我临时给他取个名字,是为了写作需要。
其实爹地是个很温柔的老男人,虽然这几年他苍老得更快瘦得也更严重了。
我历来都感觉他不喜欢我,因为历来他都批评我不像是成年妇女该有的当家风范,却吊儿郎当玩转着不合时宜的学生花样。我甚至一直苦楚地认为,在整个家族,是没有人喜欢我并接纳我这种有悖常理有违天伦的疯颠性格和无聊习性的,虽然我的丈夫在年轻时英勇地冲破一切阻力选择了爱我娶我,但最后,在我冥顽不化屡教不改以后,他倾向了家人的那一方,最终与家人同化,而与我之间,却越行越远。
因而,我总是惮于爹地的威严而不敢接近于他,甚至看都不敢多看他一眼。
我看出他的温柔,是在他入微细致地照顾他的两个孙子之后。
他的眼神在我眼睛里过于严肃了,一直以来,我与他之间存在一种谁也不好意思去捅破的隔阂,但看来,那只是我的主观臆断。
他不与后妈住在一起,因为作为奶奶的后妈要在南坛看护大哥的小孩,而他,则需要留在江北我的家中,看护他的孙子。他在饭后,拿起电话打给后妈,声音是一如既往的低沉,但缓和却又温软,因为正与他妻子交流如何照顾孙子的问题。
“朗朗早晨总醒不来,他哥哥上学得太早了,得让他上车再睡一下,你那边有没有小一点的毛巾被子,叫阿勇带过来,我放在车上给他盖。”
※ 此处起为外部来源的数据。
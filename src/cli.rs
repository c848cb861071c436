use indicatif::ProgressStyle;

lazy_static::lazy_static! {
    pub (crate)static ref PROGRESS_BAR_STYLE: ProgressStyle = ProgressStyle::default_bar()
        .template("[{eta:>5}] {bar:.cyan/blue} {pos:>3}/{len:3} | {prefix}: {wide_msg}")
        .unwrap();
    pub (crate)static ref ERROR_PROGRESS_BAR_STYLE: ProgressStyle = ProgressStyle::default_bar()
        .template("[{eta:>5}] {bar:.red/red} {pos:>3}/{len:3} | {prefix}: {wide_msg}")
        .unwrap()
        .progress_chars("███");
}
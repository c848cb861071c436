use clap::Error as ClapError;
use config::ConfigError;
use log::SetLoggerError;
use serde_json::Error as JsonError;
use serde_yaml::Error as YamlError;
use snafu::Snafu;
use std::{io::Error as IoError, path::PathBuf};

#[derive(Snafu, Debug)]
#[snafu(visibility(pub(crate)))]
pub enum Error {
    #[snafu(transparent)]
    Io { source: IoError },
    #[snafu(transparent)]
    SetLogger { source: SetLoggerError },
    #[snafu(transparent)]
    Json { source: JsonError },
    #[snafu(transparent)]
    Yaml { source: YamlError },
    #[snafu(display("could not find dataset file {}", path.display()))]
    DatasetNotFound { path: PathBuf },
    #[snafu(display("could not parse dataset {}: {}", path.display(), source))]
    Parse { path: PathBuf, source: JsonError },
    #[snafu(display("{url} has no video stream"))]
    NoVideoStream { url: String },
    #[snafu(display("requested a sample of {requested} videos but only {available} are available"))]
    SampleTooLarge { requested: usize, available: usize },
    #[snafu(display("probing {url} failed: {stderr}"))]
    Probe { url: String, stderr: String },
    #[snafu(display("frame extraction from {url} failed: {stderr}"))]
    Extraction { url: String, stderr: String },
    #[snafu(display("could not save metadata to {}: {}", path.display(), source))]
    MetadataWrite { path: PathBuf, source: JsonError },
    #[snafu(transparent)]
    Clap { source: ClapError },
    #[snafu(transparent)]
    Config { source: ConfigError },
    #[snafu(whatever, display("{message}"))]
    Other {
        message: String,
        #[snafu(source(from(Box<dyn std::error::Error + Send + Sync>, Some)))]
        source: Option<Box<dyn std::error::Error + Send + Sync>>,
    },
}

pub type Result<V> = std::result::Result<V, Error>;
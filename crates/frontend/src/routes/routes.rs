use crate::layout::center::Tabs;
use crate::layout::global_context::use_app_context;
use crate::layout::left::Sidebar;
use crate::layout::tabs::tab_label_for_key;
use crate::layout::Shell;
use leptos::prelude::*;

fn restored_tab_title(key: &str) -> String {
    tab_label_for_key(key)
}

#[component]
fn MainLayout() -> impl IntoView {
    let tabs_store = use_app_context();

    // Restores `?active=` once when the layout is created.
    tabs_store.init_router_integration(restored_tab_title);

    view! {
        <Shell
            left=|| view! { <Sidebar /> }.into_any()
            center=|| view! { <Tabs /> }.into_any()
        />
    }
}

#[component]
pub fn AppRoutes() -> impl IntoView {
    view! { <MainLayout /> }
}
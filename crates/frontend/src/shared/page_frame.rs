//! Root element of every page shown in a tab.

use super::page_standard::*;
use leptos::prelude::*;

/// Sets `id="{aggregate}--{category}"`, `data-page-category` and the
/// `page` / `page--detail` / `page--form` classes.
#[component]
pub fn PageFrame(
    /// e.g. `"a001_employee--list"`
    page_id: &'static str,
    /// One of the `PAGE_CAT_*` constants
    category: &'static str,
    #[prop(optional)]
    class: &'static str,
    children: Children,
) -> impl IntoView {
    debug_assert!(is_valid_page_id(page_id), "bad page id: {}", page_id);
    debug_assert!(is_known_category(category), "unknown page category: {}", category);

    let mut classes = vec!["page"];
    match category {
        PAGE_CAT_DETAIL => classes.push("page--detail"),
        PAGE_CAT_FORM => classes.push("page--form"),
        _ => {}
    }
    if !class.is_empty() {
        classes.push(class);
    }

    view! {
        <div id=page_id class=classes.join(" ") data-page-category=category>
            {children()}
        </div>
    }
}
//! Shared contracts of the salon admin panel: entity DTOs, form validation,
//! client-side search, report rendering and mail drafts.
//!
//! Nothing here touches the browser, so the whole crate is testable on the host.

pub mod domain;
pub mod shared;
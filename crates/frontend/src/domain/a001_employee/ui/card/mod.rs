use crate::domain::a001_employee::api::fetch_employee;
use crate::layout::global_context::use_app_context;
use crate::layout::tabs::keys::edit_key;
use crate::layout::tabs::tab_label_for_key;
use crate::shared::icons::icon;
use crate::shared::page_frame::PageFrame;
use crate::shared::page_standard::PAGE_CAT_DETAIL;
use contracts::domain::a001_employee::Employee;
use leptos::prelude::*;
use leptos::task::spawn_local;
use thaw::*;

/// Карточка сотрудника (только чтение)
#[component]
#[allow(non_snake_case)]
pub fn EmployeeCard(id: String, on_close: Callback<()>) -> impl IntoView {
    let tabs_store = use_app_context();
    let (employee, set_employee) = signal::<Option<Employee>>(None);
    let (error, set_error) = signal::<Option<String>>(None);

    let id_for_load = id.clone();
    spawn_local(async move {
        match fetch_employee(&id_for_load).await {
            Ok(record) => set_employee.set(Some(record)),
            Err(e) => {
                log::error!("Failed to load employee {}: {}", id_for_load, e);
                set_error.set(Some(e));
            }
        }
    });

    let handle_edit = move |_| {
        let key = edit_key::<Employee>(&id);
        tabs_store.open_tab(&key, &tab_label_for_key(&key));
    };

    let field = |label: &'static str, value: String| {
        view! {
            <div class="card-field" style="display: flex; padding: 8px 0; border-bottom: 1px solid var(--colorNeutralStroke2);">
                <span style="width: 160px; color: var(--colorNeutralForeground3);">{label}</span>
                <span>{value}</span>
            </div>
        }
    };

    view! {
        <PageFrame page_id="a001_employee--detail" category=PAGE_CAT_DETAIL>
            <div style="padding: 20px;">
                <Flex justify=FlexJustify::SpaceBetween align=FlexAlign::Center style="margin-bottom: 20px;">
                    <h2 style="font-size: 20px; font-weight: bold;">
                        {move || employee.with(|e| e.as_ref().map(Employee::display_name).unwrap_or_default())}
                    </h2>
                    <Space>
                        <Button appearance=ButtonAppearance::Primary on_click=handle_edit>
                            {icon("edit")}
                            " Edit"
                        </Button>
                        <Button appearance=ButtonAppearance::Secondary on_click=move |_| on_close.run(())>
                            {icon("x")}
                            " Close"
                        </Button>
                    </Space>
                </Flex>

                {move || error.get().map(|e| view! {
                    <div style="color: var(--color-error); margin-bottom: 16px;">{e}</div>
                })}

                <Card>
                    {move || employee.get().map(|e| view! {
                        {field("Employee No", e.emp_id)}
                        {field("First Name", e.first_name)}
                        {field("Last Name", e.last_name)}
                        {field("Age", e.age)}
                        {field("Gender", e.gender)}
                        {field("Contact No", e.contact_no)}
                        {field("Email", e.email)}
                    })}
                </Card>
            </div>
        </PageFrame>
    }
}
pub mod card;
pub mod details;
pub mod list;
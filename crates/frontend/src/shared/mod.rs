pub mod api_utils;
pub mod config;
pub mod date_utils;
pub mod export;
pub mod icons;
pub mod list_utils;
pub mod modal;
pub mod navigation;
pub mod page_frame;
pub mod page_standard;
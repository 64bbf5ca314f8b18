//! Page category constants for tab page standardization.
//!
//! Every page rendered inside a tab declares:
//!   - HTML `id` in the format `{entity}--{category}` (e.g. `"a002_supplier--list"`)
//!   - `data-page-category` with one of the constants below
//!
//! The `--` separator makes the entity name searchable: copy the id from
//! the browser DOM Inspector, paste into IDE search, and you land in the
//! `domain/a002_supplier/` directory.

/// List of records with search and row actions.
pub const PAGE_CAT_LIST: &str = "list";

/// Read-only card of a single record.
pub const PAGE_CAT_DETAIL: &str = "detail";

/// Create / edit form.
pub const PAGE_CAT_FORM: &str = "form";

/// All known category values.
pub const ALL_CATEGORIES: &[&str] = &[PAGE_CAT_LIST, PAGE_CAT_DETAIL, PAGE_CAT_FORM];

/// Validate that a page id matches the `{entity}--{category}` format.
pub fn is_valid_page_id(id: &str) -> bool {
    let parts: Vec<&str> = id.splitn(2, "--").collect();
    parts.len() == 2 && !parts[0].is_empty() && !parts[1].is_empty()
}

/// Return true if the category value is recognised.
pub fn is_known_category(cat: &str) -> bool {
    ALL_CATEGORIES.contains(&cat)
}

#[cfg(test)]
mod tests {
    use super::*;

    #[test]
    fn test_page_ids() {
        assert!(is_valid_page_id("a001_employee--list"));
        assert!(!is_valid_page_id("a001_employee"));
        assert!(!is_valid_page_id("--list"));
    }

    #[test]
    fn test_categories() {
        assert!(is_known_category(PAGE_CAT_FORM));
        assert!(!is_known_category("dashboard"));
    }
}
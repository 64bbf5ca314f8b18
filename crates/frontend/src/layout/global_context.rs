use leptos::prelude::Effect;
use leptos::prelude::*;
use std::collections::HashMap;
use web_sys::window;

/// Состояние оболочки: открытые табы, активный таб, боковая панель и
/// счётчики обновления списков.
#[derive(Clone, Copy)]
pub struct AppGlobalContext {
    pub opened: RwSignal<Vec<Tab>>,
    pub active: RwSignal<Option<String>>,
    pub left_open: RwSignal<bool>,
    /// Bumped per tab key to make an open page reload its data
    pub revisions: RwSignal<HashMap<String, u64>>,
}

impl AppGlobalContext {
    pub fn new() -> Self {
        Self {
            opened: RwSignal::new(vec![]),
            active: RwSignal::new(None),
            left_open: RwSignal::new(true),
            revisions: RwSignal::new(HashMap::new()),
        }
    }

    /// Restores the active tab from `?active=<key>` and keeps the query
    /// string in sync afterwards.
    pub fn init_router_integration(&self, title_for: fn(&str) -> String) {
        let search = window()
            .and_then(|w| w.location().search().ok())
            .unwrap_or_default();
        let params: HashMap<String, String> =
            serde_qs::from_str(search.trim_start_matches('?')).unwrap_or_default();
        if let Some(active_key) = params.get("active").cloned() {
            self.open_tab(&active_key, &title_for(&active_key));
        }

        let this = *self;
        Effect::new(move |_| {
            if let Some(active_key) = this.active.get() {
                let query_string =
                    serde_qs::to_string(&HashMap::from([("active".to_string(), active_key)]))
                        .unwrap_or_default();

                let new_url = format!("?{}", query_string);

                let current_search = window()
                    .and_then(|w| w.location().search().ok())
                    .unwrap_or_default();

                // Only update URL if it actually changed
                if current_search != new_url {
                    if let Some(w) = window() {
                        if let Ok(history) = w.history() {
                            let _ = history.replace_state_with_url(
                                &wasm_bindgen::JsValue::NULL,
                                "",
                                Some(&new_url),
                            );
                        }
                    }
                }
            }
        });
    }

    pub fn open_tab(&self, key: &str, title: &str) {
        leptos::logging::log!("🔷 open_tab: key='{}', title='{}'", key, title);
        let exists = self
            .opened
            .with_untracked(|tabs| tabs.iter().any(|tab| tab.key == key));
        if !exists {
            let tab = Tab {
                key: key.to_string(),
                title: title.to_string(),
            };
            self.opened.update(|tabs| tabs.push(tab));
        }
        self.activate_tab(key);
    }

    pub fn activate_tab(&self, key: &str) {
        self.active.set(Some(key.to_string()));
    }

    pub fn close_tab(&self, key: &str) {
        leptos::logging::log!("🔴 close_tab: key='{}'", key);
        self.opened.update(|tabs| tabs.retain(|tab| tab.key != key));
        if self
            .active
            .with_untracked(|active| active.as_deref() == Some(key))
        {
            let next_active = self
                .opened
                .with_untracked(|tabs| tabs.last().map(|t| t.key.clone()));
            self.active.set(next_active);
        }
    }

    /// Closes `from` and shows `to`, opening it if needed; `to` reloads its data.
    pub fn replace_tab(&self, from: &str, to: &str, title: &str) {
        self.invalidate(to);
        self.open_tab(to, title);
        self.close_tab(from);
    }

    /// Asks the page under `key` to fetch its data again.
    pub fn invalidate(&self, key: &str) {
        self.revisions.update(|revisions| {
            *revisions.entry(key.to_string()).or_insert(0) += 1;
        });
    }

    /// Revision of `key` alone: bumps of other keys do not notify readers.
    pub fn revision_memo(&self, key: &str) -> Memo<u64> {
        let revisions = self.revisions;
        let key = key.to_string();
        Memo::new(move |_| revisions.with(|revisions| revisions.get(&key).copied().unwrap_or(0)))
    }

    pub fn toggle_left(&self) {
        self.left_open.update(|val| *val = !*val);
    }
}

pub fn use_app_context() -> AppGlobalContext {
    use_context::<AppGlobalContext>().expect("AppGlobalContext context not found")
}

#[derive(Debug, Clone, PartialEq, Eq)]
pub struct Tab {
    pub key: String,
    pub title: String,
}
//! Lenient field decoders.
//!
//! The backend stores some numeric-looking fields (employee numbers, ages,
//! item numbers) as numbers in one collection and as strings in another, and
//! optional fields may come back as `null`. Records keep them as display
//! strings.

use serde::de::Error;
use serde::{Deserialize, Deserializer};
use serde_json::Value;

/// Accepts a JSON string, number, bool or null and yields its string form
/// (`null` becomes an empty string).
pub fn string_or_number<'de, D>(deserializer: D) -> Result<String, D::Error>
where
    D: Deserializer<'de>,
{
    let value = Option::<Value>::deserialize(deserializer)?;
    match value {
        None | Some(Value::Null) => Ok(String::new()),
        Some(Value::String(s)) => Ok(s),
        Some(Value::Number(n)) => Ok(n.to_string()),
        Some(Value::Bool(b)) => Ok(b.to_string()),
        Some(other) => Err(D::Error::custom(format!(
            "expected a string or a number, got {}",
            other
        ))),
    }
}

/// Same as [`string_or_number`] but keeps `null`/missing distinguishable.
pub fn optional_string_or_number<'de, D>(deserializer: D) -> Result<Option<String>, D::Error>
where
    D: Deserializer<'de>,
{
    let value = Option::<Value>::deserialize(deserializer)?;
    match value {
        None | Some(Value::Null) => Ok(None),
        Some(Value::String(s)) => Ok(Some(s)),
        Some(Value::Number(n)) => Ok(Some(n.to_string())),
        Some(other) => Err(D::Error::custom(format!(
            "expected a string or a number, got {}",
            other
        ))),
    }
}

#[cfg(test)]
mod tests {
    use super::*;
    use serde::Deserialize;

    #[derive(Deserialize)]
    struct Probe {
        #[serde(default, deserialize_with = "string_or_number")]
        value: String,
        #[serde(default, deserialize_with = "optional_string_or_number")]
        id: Option<String>,
    }

    #[test]
    fn test_numbers_become_strings() {
        let p: Probe = serde_json::from_str(r#"{"value": 42, "id": 7}"#).unwrap();
        assert_eq!(p.value, "42");
        assert_eq!(p.id.as_deref(), Some("7"));
    }

    #[test]
    fn test_null_and_missing() {
        let p: Probe = serde_json::from_str(r#"{"value": null}"#).unwrap();
        assert_eq!(p.value, "");
        assert_eq!(p.id, None);
    }

    #[test]
    fn test_rejects_objects() {
        let result = serde_json::from_str::<Probe>(r#"{"value": {"a": 1}}"#);
        assert!(result.is_err());
    }
}
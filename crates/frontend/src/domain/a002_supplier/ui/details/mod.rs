//! Supplier Details UI Module (create / edit form)
//!
//! MVVM pattern:
//! - view_model.rs: form signals, inventory picker, save command
//! - view.rs: Leptos component (pure UI)

mod view;
mod view_model;

pub use view::SupplierDetails;
pub use view_model::SupplierDetailsVm;
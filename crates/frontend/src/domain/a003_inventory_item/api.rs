use contracts::domain::a003_inventory_item::InventoryItem;
use contracts::domain::common::AggregateRoot;
use gloo_net::http::Request;

use crate::shared::api_utils::{api_url, read_collection};

/// Fetch the inventory items offered by the supplier form
pub async fn fetch_inventory_items() -> Result<Vec<InventoryItem>, String> {
    let response = Request::get(&api_url(&InventoryItem::collection_path()))
        .send()
        .await
        .map_err(|e| format!("Failed to send request: {}", e))?;

    read_collection(response, InventoryItem::collection_name()).await
}
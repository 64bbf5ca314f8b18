pub mod state;

use self::state::create_state;
use crate::domain::a001_employee::api::{delete_employee, fetch_employees};
use crate::layout::global_context::use_app_context;
use crate::layout::modal_service::use_modal;
use crate::layout::tabs::keys::{detail_key, edit_key, list_key, new_key};
use crate::layout::tabs::{detail_tab_label, tab_label_for_key};
use crate::shared::config::use_config;
use crate::shared::export::export_report;
use crate::shared::icons::icon;
use crate::shared::list_utils::SearchInput;
use crate::shared::navigation::open_mail_draft;
use crate::shared::page_frame::PageFrame;
use crate::shared::page_standard::PAGE_CAT_LIST;
use contracts::domain::a001_employee::notification::report_generated;
use contracts::domain::a001_employee::Employee;
use contracts::domain::common::AggregateRoot;
use contracts::shared::report::layout::is_shaded_row;
use contracts::shared::search::filter_records;
use leptos::prelude::*;
use leptos::task::spawn_local;
use thaw::*;

#[component]
#[allow(non_snake_case)]
pub fn EmployeeList() -> impl IntoView {
    let tabs_store = use_app_context();
    let modal = use_modal();
    let config = StoredValue::new(use_config());
    let state = create_state();
    let (items, set_items) = signal::<Vec<Employee>>(Vec::new());
    let (loading, set_loading) = signal(false);

    let fetch = move || {
        set_loading.set(true);
        spawn_local(async move {
            match fetch_employees().await {
                Ok(v) => set_items.set(v),
                Err(e) => modal.transport_error(&e),
            }
            set_loading.set(false);
        });
    };

    // Загрузка при открытии и после каждого сохранения формы
    let revision = tabs_store.revision_memo(&list_key::<Employee>());
    Effect::new(move |_| {
        let revision = revision.get();
        log::debug!("Loading employees, revision {}", revision);
        fetch();
    });

    let filtered = Memo::new(move |_| {
        let query = state.with(|s| s.search.clone());
        items.with(|all| filter_records(all, &query))
    });

    let handle_create_new = move || {
        let key = new_key::<Employee>();
        tabs_store.open_tab(&key, &tab_label_for_key(&key));
    };

    let handle_view = move |employee: &Employee| {
        if let Some(id) = employee.id.as_deref() {
            let title = detail_tab_label(Employee::element_name(), &employee.display_name());
            tabs_store.open_tab(&detail_key::<Employee>(id), &title);
        }
    };

    let handle_edit = move |id: String| {
        let key = edit_key::<Employee>(&id);
        tabs_store.open_tab(&key, &tab_label_for_key(&key));
    };

    let handle_delete = move |id: String| {
        let confirmed = web_sys::window()
            .and_then(|win| {
                win.confirm_with_message("Are you sure you want to delete this employee?")
                    .ok()
            })
            .unwrap_or(false);
        if !confirmed {
            return;
        }

        spawn_local(async move {
            match delete_employee(&id).await {
                Ok(()) => {
                    log::info!("Employee {} deleted", id);
                    fetch();
                }
                Err(e) => modal.transport_error(&e),
            }
        });
    };

    let handle_report = move || {
        let records = filtered.get_untracked();
        let config = config.get_value();
        match export_report(&records, &config) {
            Ok(_) => {
                let draft = report_generated(&config.employee_manager_email);
                if let Err(e) = open_mail_draft(&draft) {
                    log::error!("{}", e);
                }
            }
            Err(e) => modal.transport_error(&e),
        }
    };

    view! {
        <PageFrame page_id="a001_employee--list" category=PAGE_CAT_LIST>
            <Flex justify=FlexJustify::SpaceBetween align=FlexAlign::Center>
                <Flex align=FlexAlign::Center>
                    <h1 style="font-size: 24px; font-weight: bold;">{Employee::list_name()}</h1>
                    <Badge>{move || filtered.with(Vec::len).to_string()}</Badge>
                </Flex>
                <Space>
                    <Button
                        appearance=ButtonAppearance::Primary
                        on_click=move |_| handle_create_new()
                    >
                        {icon("plus")}
                        " Add Employee"
                    </Button>
                    <Button
                        appearance=ButtonAppearance::Secondary
                        on_click=move |_| handle_report()
                    >
                        {icon("file-text")}
                        " Generate Report"
                    </Button>
                    <Button
                        appearance=ButtonAppearance::Secondary
                        on_click=move |_| fetch()
                        disabled=Signal::derive(move || loading.get())
                    >
                        {icon("refresh")}
                        " Refresh"
                    </Button>
                </Space>
            </Flex>

            <div style="margin: 16px 0;">
                <SearchInput
                    value=Signal::derive(move || state.with(|s| s.search.clone()))
                    on_change=Callback::new(move |value: String| state.update(|s| s.search = value))
                    placeholder="Search employees..."
                />
            </div>

            <Table>
                <TableHeader>
                    <TableRow>
                        <TableHeaderCell min_width=100.0>"Employee No"</TableHeaderCell>
                        <TableHeaderCell resizable=true min_width=140.0>"First Name"</TableHeaderCell>
                        <TableHeaderCell resizable=true min_width=140.0>"Last Name"</TableHeaderCell>
                        <TableHeaderCell min_width=60.0>"Age"</TableHeaderCell>
                        <TableHeaderCell min_width=80.0>"Gender"</TableHeaderCell>
                        <TableHeaderCell min_width=120.0>"Contact No"</TableHeaderCell>
                        <TableHeaderCell resizable=true min_width=200.0>"Email"</TableHeaderCell>
                        <TableHeaderCell min_width=130.0>"Actions"</TableHeaderCell>
                    </TableRow>
                </TableHeader>
                <TableBody>
                    {move || filtered.get().into_iter().enumerate().map(|(index, employee)| {
                        let row_class = if is_shaded_row(index) { "table__row--striped" } else { "" };
                        let id = employee.id.clone();
                        let for_view = employee.clone();
                        let for_view_button = employee.clone();
                        view! {
                            <TableRow class=row_class>
                                <TableCell><TableCellLayout>{employee.emp_id}</TableCellLayout></TableCell>
                                <TableCell>
                                    <TableCellLayout>
                                        <a
                                            href="#"
                                            style="color: var(--colorBrandForeground1); text-decoration: none; cursor: pointer;"
                                            on:click=move |e| {
                                                e.prevent_default();
                                                handle_view(&for_view);
                                            }
                                        >
                                            {employee.first_name}
                                        </a>
                                    </TableCellLayout>
                                </TableCell>
                                <TableCell><TableCellLayout>{employee.last_name}</TableCellLayout></TableCell>
                                <TableCell><TableCellLayout>{employee.age}</TableCellLayout></TableCell>
                                <TableCell><TableCellLayout>{employee.gender}</TableCellLayout></TableCell>
                                <TableCell><TableCellLayout>{employee.contact_no}</TableCellLayout></TableCell>
                                <TableCell><TableCellLayout>{employee.email}</TableCellLayout></TableCell>
                                <TableCell>
                                    <TableCellLayout>
                                        {id.map(|id| {
                                            let id_for_edit = id.clone();
                                            let id_for_delete = id.clone();
                                            view! {
                                                <Button
                                                    size=ButtonSize::Small
                                                    appearance=ButtonAppearance::Subtle
                                                    on_click=move |_| handle_view(&for_view_button)
                                                    attr:title="View"
                                                >
                                                    {icon("eye")}
                                                </Button>
                                                <Button
                                                    size=ButtonSize::Small
                                                    appearance=ButtonAppearance::Subtle
                                                    on_click=move |_| handle_edit(id_for_edit.clone())
                                                    attr:title="Edit"
                                                >
                                                    {icon("edit")}
                                                </Button>
                                                <Button
                                                    size=ButtonSize::Small
                                                    appearance=ButtonAppearance::Subtle
                                                    on_click=move |_| handle_delete(id_for_delete.clone())
                                                    attr:title="Delete"
                                                >
                                                    {icon("delete")}
                                                </Button>
                                            }
                                        })}
                                    </TableCellLayout>
                                </TableCell>
                            </TableRow>
                        }
                    }).collect_view()}
                </TableBody>
            </Table>

            <Show when=move || !loading.get() && filtered.with(Vec::is_empty)>
                <div class="table__empty" style="padding: 24px; text-align: center; color: var(--colorNeutralForeground3);">
                    "No employees found"
                </div>
            </Show>
        </PageFrame>
    }
}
他妻子则告诉他,江北的家中就有小的毛巾被,在哪一间房的哪一个柜子。
他说了“好”之后,挂了妻子的电话。这时他孙子刚好洗完澡,光着身子从浴室溜出来。他充满怜爱地抱起他光溜溜的身子,一边以苍老的脸颊贴近着他,一边嘻嘻哈哈说着笑话:“唉哟,哪里来的臭皮蛋,光着屁股不怕羞羞哦。”
而在早晨,他总是第一个起床,自己洗涮完毕,便去开大孙子房门,将那个越来越高的中学生叫起床之后,又迅速移步到厨房,要为他准备早餐。
他们男人做事的动作总是很快,在一个老男人和一个大小孩准备就绪正欲出门之时,可是那个小的因为还没有睡醒,便窝在沙发上不肯动,即便是他妈妈抱着他连哄带骗,他也不起来。而在门口,这个小赖皮的哥哥因为要赶去上早读,怕延误了时间,便跺起脚骂骂咧咧。
但爹地丝毫不发脾气,他又脱了鞋子走进来,一只手臂提起他的书包,一只手臂伸过来搂抱他。
他仍然不肯起来。
他只能在他身边,在沙发上坐下来,再次柔声哄他:“听话,到爷爷车上后再睡,我们先上车。等哥哥到了学校,我再带你到早餐店吃肠粉加蛋。你虽然起得早呀,可是我们吃早餐有的是时间,你可以想吃什么就是什么,爷爷都给你买来。”
虽然不情不愿,但还是在爷爷和妈妈双向的亲抚下懒洋洋地站起身来,跟着爷爷走了。
爷爷牵着他的手,挽着他的胳膊,低着头,无限慈爱地看着他,那是心疼他起得太早了。
所以,在我目送三个男人走出门之后,我与爹地的眼神有过短暂的交汇,除了对他孙子的慈爱,那就是,对世间一切的平和和无所求,也包括对我的平和和无所求。
他的背影瘦而缩,他也不那么高了。但是,两个孙子如同他的两个左右臂膀,他只要将两条手臂张开,孩子,就都在他的庇护之下。他霎时,又变得威严而高大。
但那种高大,又是我不敢去接近的。
我又回到了原点。
他甚至连学车的技术都比我强得多,他已经能开着他儿子的旧轿车满惠州市兜圈了。
待到我晚上回家来,电饭锅内有保温的米饭,高压锅内还有现成的汤水。他甚至会多做一点,因为考虑到第二天,我会带一份到公司。
他很少跟我说话,而我,也不主动跟他交流。但我知道,他是家中一个狠狠重要的角色,他是孩子的爷爷,也正是我的父亲。
这么近,那么远,那么远,又这么近,就像是与相隔千里之遥的湖北老家的我的生身父亲。
我在幼年时,父亲对我的慈爱,正如此情此景,爹地对我孩子的慈爱。